▶ _Your task_
What lines in this listing contain the string "PersistenceError"? Report each one by copying it.

(Beginning of Provided data)

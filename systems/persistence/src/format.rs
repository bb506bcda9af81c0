use serde::{de::DeserializeOwned, Serialize};

use crate::PersistenceError;

/// Magic number prefixed to every file written by this crate.
const MAGIC: u32 = 0x5345_4354;

/// Current layout version of the payload.
const FORMAT_VERSION: u32 = 1;

/// Encoded size of the `(magic, version)` header with bincode's fixed-width integers.
const HEADER_LEN: usize = 8;

/// Serializes the payload behind the versioned header.
pub(crate) fn encode<T: Serialize>(payload: &T) -> Result<Vec<u8>, PersistenceError> {
    bincode::serialize(&(MAGIC, FORMAT_VERSION, payload)).map_err(PersistenceError::Encode)
}

/// Validates the header and deserializes the payload that follows it.
pub(crate) fn decode<T: DeserializeOwned>(bytes: &[u8]) -> Result<T, PersistenceError> {
    let header = bytes.get(..HEADER_LEN).ok_or(PersistenceError::TooShort)?;
    let (magic, version): (u32, u32) =
        bincode::deserialize(header).map_err(PersistenceError::Decode)?;
    if magic != MAGIC {
        return Err(PersistenceError::InvalidMagic(magic));
    }
    if version != FORMAT_VERSION {
        return Err(PersistenceError::UnsupportedVersion(version));
    }
    bincode::deserialize(&bytes[HEADER_LEN..]).map_err(PersistenceError::Decode)
}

(End of Provided data)

▶ _Reply_
use crate::PersistenceError;
pub(crate) fn encode<T: Serialize>(payload: &T) -> Result<Vec<u8>, PersistenceError> {
    bincode::serialize(&(MAGIC, FORMAT_VERSION, payload)).map_err(PersistenceError::Encode)
pub(crate) fn decode<T: DeserializeOwned>(bytes: &[u8]) -> Result<T, PersistenceError> {
    let header = bytes.get(..HEADER_LEN).ok_or(PersistenceError::TooShort)?;
        bincode::deserialize(header).map_err(PersistenceError::Decode)?;
        return Err(PersistenceError::InvalidMagic(magic));
        return Err(PersistenceError::UnsupportedVersion(version));
    bincode::deserialize(&bytes[HEADER_LEN..]).map_err(PersistenceError::Decode)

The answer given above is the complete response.